(Collected data entries)
-- Opening Marker --

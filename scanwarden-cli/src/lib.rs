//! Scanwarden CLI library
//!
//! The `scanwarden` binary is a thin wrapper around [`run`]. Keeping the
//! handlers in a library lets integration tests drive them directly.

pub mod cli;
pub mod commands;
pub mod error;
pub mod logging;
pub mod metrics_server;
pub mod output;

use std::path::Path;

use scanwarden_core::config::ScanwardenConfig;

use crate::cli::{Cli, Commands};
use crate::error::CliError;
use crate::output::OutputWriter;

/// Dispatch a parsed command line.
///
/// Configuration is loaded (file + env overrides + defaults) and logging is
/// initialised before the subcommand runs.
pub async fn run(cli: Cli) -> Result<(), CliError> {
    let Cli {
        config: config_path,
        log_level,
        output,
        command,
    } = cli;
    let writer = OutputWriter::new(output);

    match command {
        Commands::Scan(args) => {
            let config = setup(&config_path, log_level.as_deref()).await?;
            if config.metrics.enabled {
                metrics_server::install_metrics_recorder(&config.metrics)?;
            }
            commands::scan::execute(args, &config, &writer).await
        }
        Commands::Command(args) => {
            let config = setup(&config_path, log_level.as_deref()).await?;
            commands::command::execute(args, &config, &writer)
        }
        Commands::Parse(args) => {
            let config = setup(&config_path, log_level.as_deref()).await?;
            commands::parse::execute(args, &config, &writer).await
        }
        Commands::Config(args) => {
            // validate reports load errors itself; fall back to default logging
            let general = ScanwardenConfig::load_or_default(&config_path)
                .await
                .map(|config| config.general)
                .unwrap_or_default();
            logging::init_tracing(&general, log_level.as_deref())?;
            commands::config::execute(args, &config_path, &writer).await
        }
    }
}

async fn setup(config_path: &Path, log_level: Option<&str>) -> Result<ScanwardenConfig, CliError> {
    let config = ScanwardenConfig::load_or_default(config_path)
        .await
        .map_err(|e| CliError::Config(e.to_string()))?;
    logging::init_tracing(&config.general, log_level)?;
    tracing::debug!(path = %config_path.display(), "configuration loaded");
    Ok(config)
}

-- Closing Marker --

Exercise directions: Restate every line of the data word for word.

Solution:
filename scanwarden-cli/src/lib.rs
//! Scanwarden CLI library
//!
//! The `scanwarden` binary is a thin wrapper around [`run`]. Keeping the
//! handlers in a library lets integration tests drive them directly.

pub mod cli;
pub mod commands;
pub mod error;
pub mod logging;
pub mod metrics_server;
pub mod output;

use std::path::Path;

use scanwarden_core::config::ScanwardenConfig;

use crate::cli::{Cli, Commands};
use crate::error::CliError;
use crate::output::OutputWriter;

/// Dispatch a parsed command line.
///
/// Configuration is loaded (file + env overrides + defaults) and logging is
/// initialised before the subcommand runs.
pub async fn run(cli: Cli) -> Result<(), CliError> {
    let Cli {
        config: config_path,
        log_level,
        output,
        command,
    } = cli;
    let writer = OutputWriter::new(output);

    match command {
        Commands::Scan(args) => {
            let config = setup(&config_path, log_level.as_deref()).await?;
            if config.metrics.enabled {
                metrics_server::install_metrics_recorder(&config.metrics)?;
            }
            commands::scan::execute(args, &config, &writer).await
        }
        Commands::Command(args) => {
            let config = setup(&config_path, log_level.as_deref()).await?;
            commands::command::execute(args, &config, &writer)
        }
        Commands::Parse(args) => {
            let config = setup(&config_path, log_level.as_deref()).await?;
            commands::parse::execute(args, &config, &writer).await
        }
        Commands::Config(args) => {
            // validate reports load errors itself; fall back to default logging
            let general = ScanwardenConfig::load_or_default(&config_path)
                .await
                .map(|config| config.general)
                .unwrap_or_default();
            logging::init_tracing(&general, log_level.as_deref())?;
            commands::config::execute(args, &config_path, &writer).await
        }
    }
}

async fn setup(config_path: &Path, log_level: Option<&str>) -> Result<ScanwardenConfig, CliError> {
    let config = ScanwardenConfig::load_or_default(config_path)
        .await
        .map_err(|e| CliError::Config(e.to_string()))?;
    logging::init_tracing(&config.general, log_level)?;
    tracing::debug!(path = %config_path.display(), "configuration loaded");
    Ok(config)
}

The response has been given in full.